▶ [Directions]: The lines to copy are those in the listing that hold the word "Fetches".

▶ [Dataset content]:
--- START ---
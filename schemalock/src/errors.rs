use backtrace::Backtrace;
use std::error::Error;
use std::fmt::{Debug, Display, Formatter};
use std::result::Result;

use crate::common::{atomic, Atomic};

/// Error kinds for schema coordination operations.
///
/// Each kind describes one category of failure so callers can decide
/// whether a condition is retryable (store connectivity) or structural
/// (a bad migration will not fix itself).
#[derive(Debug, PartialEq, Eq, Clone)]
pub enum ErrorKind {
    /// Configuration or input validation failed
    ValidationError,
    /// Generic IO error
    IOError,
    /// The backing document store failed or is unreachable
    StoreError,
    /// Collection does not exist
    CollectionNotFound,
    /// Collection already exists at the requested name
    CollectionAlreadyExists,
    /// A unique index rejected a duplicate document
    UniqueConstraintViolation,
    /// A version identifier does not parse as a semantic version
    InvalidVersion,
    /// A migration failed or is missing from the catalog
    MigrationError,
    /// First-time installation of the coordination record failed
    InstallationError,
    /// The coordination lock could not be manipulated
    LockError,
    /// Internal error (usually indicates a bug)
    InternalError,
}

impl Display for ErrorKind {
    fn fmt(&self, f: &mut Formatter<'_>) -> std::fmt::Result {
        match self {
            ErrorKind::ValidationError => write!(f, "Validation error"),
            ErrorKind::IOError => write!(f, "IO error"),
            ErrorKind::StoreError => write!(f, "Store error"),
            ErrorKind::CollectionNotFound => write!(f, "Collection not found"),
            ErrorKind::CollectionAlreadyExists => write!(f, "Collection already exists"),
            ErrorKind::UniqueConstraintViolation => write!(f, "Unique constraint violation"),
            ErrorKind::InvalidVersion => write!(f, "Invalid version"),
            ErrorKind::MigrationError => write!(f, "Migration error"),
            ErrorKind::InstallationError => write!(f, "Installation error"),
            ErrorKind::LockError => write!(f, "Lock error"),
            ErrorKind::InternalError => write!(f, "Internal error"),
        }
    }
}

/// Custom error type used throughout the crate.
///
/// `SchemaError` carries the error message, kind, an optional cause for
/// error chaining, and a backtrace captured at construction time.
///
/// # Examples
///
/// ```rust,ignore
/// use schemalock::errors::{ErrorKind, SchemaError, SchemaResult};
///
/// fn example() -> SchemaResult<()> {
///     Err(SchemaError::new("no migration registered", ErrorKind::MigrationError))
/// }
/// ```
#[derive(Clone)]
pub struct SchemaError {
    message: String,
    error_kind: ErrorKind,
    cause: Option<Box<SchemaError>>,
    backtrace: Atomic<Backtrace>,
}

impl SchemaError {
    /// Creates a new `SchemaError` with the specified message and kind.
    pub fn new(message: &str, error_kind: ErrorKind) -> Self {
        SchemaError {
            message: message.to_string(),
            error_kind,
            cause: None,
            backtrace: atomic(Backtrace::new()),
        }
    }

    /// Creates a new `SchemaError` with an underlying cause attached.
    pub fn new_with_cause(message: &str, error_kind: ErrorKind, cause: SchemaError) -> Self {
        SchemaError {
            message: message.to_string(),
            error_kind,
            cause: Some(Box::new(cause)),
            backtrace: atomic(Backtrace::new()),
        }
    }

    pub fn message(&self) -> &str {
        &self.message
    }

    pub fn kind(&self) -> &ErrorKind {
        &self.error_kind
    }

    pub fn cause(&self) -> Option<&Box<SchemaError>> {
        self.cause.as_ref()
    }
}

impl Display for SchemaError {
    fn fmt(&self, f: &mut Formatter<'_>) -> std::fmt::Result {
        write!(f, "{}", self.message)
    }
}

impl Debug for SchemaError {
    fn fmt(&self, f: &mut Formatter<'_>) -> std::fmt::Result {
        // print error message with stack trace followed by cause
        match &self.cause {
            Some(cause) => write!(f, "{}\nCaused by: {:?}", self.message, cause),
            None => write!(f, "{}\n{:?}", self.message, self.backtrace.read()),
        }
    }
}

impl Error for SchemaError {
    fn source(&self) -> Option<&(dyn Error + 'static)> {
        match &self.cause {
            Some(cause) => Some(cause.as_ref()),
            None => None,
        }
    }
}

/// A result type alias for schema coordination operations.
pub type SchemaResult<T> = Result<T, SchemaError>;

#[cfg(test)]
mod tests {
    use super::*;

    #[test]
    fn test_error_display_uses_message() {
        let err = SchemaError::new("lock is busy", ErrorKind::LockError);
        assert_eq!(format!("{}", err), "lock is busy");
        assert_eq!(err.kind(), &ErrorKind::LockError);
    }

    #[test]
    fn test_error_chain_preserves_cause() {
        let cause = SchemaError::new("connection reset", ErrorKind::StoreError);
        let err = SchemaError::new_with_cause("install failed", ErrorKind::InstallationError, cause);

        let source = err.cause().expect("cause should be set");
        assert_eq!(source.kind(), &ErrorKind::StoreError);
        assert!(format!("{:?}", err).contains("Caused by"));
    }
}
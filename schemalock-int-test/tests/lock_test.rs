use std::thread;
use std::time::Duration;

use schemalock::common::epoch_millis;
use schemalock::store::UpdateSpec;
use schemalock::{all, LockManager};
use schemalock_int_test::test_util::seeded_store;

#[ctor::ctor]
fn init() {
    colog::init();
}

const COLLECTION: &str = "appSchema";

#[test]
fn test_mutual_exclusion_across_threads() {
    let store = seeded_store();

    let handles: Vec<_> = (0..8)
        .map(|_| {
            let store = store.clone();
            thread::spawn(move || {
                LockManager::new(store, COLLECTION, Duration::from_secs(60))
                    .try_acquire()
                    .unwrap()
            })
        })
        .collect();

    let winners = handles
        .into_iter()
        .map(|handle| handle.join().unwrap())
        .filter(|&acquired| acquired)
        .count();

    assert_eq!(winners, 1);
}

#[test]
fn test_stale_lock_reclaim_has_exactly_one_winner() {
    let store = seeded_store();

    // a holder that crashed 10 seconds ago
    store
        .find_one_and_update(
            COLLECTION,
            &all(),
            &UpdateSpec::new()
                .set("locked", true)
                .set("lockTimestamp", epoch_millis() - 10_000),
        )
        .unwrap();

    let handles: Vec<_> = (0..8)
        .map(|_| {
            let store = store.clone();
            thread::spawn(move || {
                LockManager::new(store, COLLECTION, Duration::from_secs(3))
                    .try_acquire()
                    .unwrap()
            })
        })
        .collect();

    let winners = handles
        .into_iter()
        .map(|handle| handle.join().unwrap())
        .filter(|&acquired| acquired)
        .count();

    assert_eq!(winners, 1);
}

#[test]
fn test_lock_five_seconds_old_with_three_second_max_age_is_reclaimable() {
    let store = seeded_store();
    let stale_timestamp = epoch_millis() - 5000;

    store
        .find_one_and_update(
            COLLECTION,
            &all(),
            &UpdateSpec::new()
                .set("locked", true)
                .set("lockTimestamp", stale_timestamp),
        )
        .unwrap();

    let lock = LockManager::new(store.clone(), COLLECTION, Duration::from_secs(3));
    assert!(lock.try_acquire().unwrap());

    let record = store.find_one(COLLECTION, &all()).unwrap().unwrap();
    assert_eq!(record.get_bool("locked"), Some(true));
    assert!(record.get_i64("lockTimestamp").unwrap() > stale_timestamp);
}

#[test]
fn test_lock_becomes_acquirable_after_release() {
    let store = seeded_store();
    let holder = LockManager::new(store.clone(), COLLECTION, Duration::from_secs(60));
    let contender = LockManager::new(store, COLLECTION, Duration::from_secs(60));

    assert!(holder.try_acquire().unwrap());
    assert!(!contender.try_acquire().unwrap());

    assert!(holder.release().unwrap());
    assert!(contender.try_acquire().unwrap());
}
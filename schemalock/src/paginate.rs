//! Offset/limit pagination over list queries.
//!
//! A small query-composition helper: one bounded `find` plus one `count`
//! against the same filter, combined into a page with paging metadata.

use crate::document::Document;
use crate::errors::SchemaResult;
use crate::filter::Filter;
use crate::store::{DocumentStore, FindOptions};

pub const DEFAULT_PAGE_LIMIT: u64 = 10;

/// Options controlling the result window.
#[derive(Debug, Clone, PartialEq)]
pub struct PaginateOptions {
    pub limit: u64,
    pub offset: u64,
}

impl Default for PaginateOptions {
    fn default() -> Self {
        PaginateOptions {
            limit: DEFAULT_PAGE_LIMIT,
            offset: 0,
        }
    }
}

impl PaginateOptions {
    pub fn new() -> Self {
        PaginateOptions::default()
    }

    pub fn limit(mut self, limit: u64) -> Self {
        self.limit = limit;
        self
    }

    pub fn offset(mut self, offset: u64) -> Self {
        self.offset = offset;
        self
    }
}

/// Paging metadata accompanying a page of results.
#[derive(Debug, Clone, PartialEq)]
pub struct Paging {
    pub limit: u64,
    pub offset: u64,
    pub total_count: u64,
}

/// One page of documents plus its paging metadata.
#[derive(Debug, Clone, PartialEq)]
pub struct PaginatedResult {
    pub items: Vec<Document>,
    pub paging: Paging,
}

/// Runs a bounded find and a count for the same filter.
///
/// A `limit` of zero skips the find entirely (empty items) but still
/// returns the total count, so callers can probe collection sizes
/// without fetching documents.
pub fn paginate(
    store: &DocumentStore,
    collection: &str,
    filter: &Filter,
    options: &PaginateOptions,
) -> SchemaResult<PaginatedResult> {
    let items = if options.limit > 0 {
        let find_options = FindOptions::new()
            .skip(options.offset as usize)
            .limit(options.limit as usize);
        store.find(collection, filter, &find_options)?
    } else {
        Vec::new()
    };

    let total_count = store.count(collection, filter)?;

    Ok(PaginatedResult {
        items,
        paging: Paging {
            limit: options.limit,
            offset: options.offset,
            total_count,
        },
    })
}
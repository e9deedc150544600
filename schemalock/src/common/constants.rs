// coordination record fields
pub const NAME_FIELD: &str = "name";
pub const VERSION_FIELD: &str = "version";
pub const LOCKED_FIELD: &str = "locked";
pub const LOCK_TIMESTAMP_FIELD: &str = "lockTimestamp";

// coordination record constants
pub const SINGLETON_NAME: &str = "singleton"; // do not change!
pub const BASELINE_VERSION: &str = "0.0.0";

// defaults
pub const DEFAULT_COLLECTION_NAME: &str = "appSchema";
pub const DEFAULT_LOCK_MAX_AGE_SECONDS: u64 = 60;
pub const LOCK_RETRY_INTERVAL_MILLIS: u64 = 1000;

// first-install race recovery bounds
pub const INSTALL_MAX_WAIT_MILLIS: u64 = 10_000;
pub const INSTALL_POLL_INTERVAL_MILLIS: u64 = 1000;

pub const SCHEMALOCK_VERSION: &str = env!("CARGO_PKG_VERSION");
--- END ---
--- START ---
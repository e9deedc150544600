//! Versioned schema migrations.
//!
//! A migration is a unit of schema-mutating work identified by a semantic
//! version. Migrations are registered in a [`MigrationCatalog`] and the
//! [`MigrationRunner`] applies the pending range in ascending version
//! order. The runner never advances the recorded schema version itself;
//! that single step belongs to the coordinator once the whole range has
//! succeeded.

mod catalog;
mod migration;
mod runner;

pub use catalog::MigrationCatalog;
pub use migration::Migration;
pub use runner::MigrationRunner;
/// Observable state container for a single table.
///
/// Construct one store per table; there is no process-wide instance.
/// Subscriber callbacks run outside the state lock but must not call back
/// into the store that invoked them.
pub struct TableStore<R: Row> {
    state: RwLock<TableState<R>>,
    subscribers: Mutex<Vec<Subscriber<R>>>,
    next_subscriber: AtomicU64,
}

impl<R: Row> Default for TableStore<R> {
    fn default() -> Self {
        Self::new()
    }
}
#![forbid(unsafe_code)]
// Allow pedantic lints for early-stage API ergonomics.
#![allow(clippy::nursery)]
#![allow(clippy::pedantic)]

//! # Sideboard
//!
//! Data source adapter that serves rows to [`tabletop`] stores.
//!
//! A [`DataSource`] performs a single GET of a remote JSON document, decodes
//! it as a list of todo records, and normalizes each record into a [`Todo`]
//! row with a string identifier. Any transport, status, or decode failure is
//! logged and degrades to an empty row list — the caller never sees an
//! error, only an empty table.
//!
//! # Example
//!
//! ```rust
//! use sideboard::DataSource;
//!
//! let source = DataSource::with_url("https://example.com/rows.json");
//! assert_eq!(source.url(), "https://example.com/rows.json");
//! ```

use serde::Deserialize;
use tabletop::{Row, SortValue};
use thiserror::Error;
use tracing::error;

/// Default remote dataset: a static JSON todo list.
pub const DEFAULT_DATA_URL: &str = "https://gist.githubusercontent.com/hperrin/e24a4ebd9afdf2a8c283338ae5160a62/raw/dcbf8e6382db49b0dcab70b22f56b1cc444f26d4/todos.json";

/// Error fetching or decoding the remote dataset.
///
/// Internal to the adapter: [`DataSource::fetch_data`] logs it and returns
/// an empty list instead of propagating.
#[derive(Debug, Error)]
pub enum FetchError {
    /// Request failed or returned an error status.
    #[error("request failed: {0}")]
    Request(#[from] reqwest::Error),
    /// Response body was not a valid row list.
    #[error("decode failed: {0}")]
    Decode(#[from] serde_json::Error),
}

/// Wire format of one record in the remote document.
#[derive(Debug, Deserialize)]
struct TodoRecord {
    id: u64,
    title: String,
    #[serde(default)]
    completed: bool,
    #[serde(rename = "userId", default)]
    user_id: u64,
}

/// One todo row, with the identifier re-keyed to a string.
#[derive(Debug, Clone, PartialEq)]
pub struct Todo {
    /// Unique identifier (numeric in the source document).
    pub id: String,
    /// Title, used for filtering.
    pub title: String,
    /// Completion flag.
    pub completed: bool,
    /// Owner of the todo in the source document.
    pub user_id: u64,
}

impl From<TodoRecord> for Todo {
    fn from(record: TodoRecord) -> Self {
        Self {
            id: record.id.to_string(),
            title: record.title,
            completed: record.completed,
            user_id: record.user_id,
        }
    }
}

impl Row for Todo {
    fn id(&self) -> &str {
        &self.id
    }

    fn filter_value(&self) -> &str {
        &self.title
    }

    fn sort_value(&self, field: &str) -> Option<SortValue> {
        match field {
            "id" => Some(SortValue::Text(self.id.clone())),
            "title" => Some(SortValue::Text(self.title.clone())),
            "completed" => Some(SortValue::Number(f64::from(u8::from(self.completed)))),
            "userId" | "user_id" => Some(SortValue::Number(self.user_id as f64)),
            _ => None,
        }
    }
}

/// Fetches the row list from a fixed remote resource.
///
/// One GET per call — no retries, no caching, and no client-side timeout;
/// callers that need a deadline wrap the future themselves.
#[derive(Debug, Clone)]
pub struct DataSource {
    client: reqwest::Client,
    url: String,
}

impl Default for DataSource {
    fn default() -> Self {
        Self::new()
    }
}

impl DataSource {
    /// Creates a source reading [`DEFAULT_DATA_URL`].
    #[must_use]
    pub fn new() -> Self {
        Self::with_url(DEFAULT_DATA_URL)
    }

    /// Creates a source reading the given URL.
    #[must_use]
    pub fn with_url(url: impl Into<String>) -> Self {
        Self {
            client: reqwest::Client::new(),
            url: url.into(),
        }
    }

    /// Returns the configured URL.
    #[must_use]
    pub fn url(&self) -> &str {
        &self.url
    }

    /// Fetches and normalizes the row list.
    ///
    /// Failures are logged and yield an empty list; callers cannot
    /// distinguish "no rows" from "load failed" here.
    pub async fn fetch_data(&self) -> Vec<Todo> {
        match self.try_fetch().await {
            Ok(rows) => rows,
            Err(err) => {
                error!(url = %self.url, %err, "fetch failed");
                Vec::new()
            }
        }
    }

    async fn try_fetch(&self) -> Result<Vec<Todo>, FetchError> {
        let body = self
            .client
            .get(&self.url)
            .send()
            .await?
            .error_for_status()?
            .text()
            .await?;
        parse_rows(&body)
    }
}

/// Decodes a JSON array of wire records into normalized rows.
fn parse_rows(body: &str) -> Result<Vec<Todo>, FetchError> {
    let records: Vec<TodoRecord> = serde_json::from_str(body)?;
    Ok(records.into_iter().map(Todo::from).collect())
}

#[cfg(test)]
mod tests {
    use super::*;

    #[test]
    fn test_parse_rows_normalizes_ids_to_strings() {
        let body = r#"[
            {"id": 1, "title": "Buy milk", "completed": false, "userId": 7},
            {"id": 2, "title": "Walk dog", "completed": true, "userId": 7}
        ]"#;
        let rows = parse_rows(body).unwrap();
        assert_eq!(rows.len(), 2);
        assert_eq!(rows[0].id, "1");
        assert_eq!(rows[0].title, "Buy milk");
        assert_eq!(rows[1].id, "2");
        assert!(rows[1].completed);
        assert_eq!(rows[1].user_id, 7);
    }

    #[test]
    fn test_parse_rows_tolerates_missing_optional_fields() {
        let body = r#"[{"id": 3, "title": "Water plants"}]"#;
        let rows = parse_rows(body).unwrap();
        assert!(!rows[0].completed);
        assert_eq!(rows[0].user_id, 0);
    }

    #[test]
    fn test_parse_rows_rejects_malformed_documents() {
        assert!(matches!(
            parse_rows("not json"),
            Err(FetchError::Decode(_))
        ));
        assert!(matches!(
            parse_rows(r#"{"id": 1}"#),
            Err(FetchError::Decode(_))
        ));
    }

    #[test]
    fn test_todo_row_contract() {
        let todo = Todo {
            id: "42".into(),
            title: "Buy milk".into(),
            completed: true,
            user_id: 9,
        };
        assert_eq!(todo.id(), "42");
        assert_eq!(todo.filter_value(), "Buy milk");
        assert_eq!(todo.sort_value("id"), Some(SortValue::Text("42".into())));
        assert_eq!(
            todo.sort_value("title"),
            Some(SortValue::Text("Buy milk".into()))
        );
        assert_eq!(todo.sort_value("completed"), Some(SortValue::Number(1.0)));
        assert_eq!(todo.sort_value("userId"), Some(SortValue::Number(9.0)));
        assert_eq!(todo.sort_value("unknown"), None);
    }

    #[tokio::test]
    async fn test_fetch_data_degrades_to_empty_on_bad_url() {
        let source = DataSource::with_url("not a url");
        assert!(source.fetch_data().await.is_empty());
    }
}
--- END ---
▶ [Solved problem]:
/// Fetches the row list from a fixed remote resource.
    /// Fetches and normalizes the row list.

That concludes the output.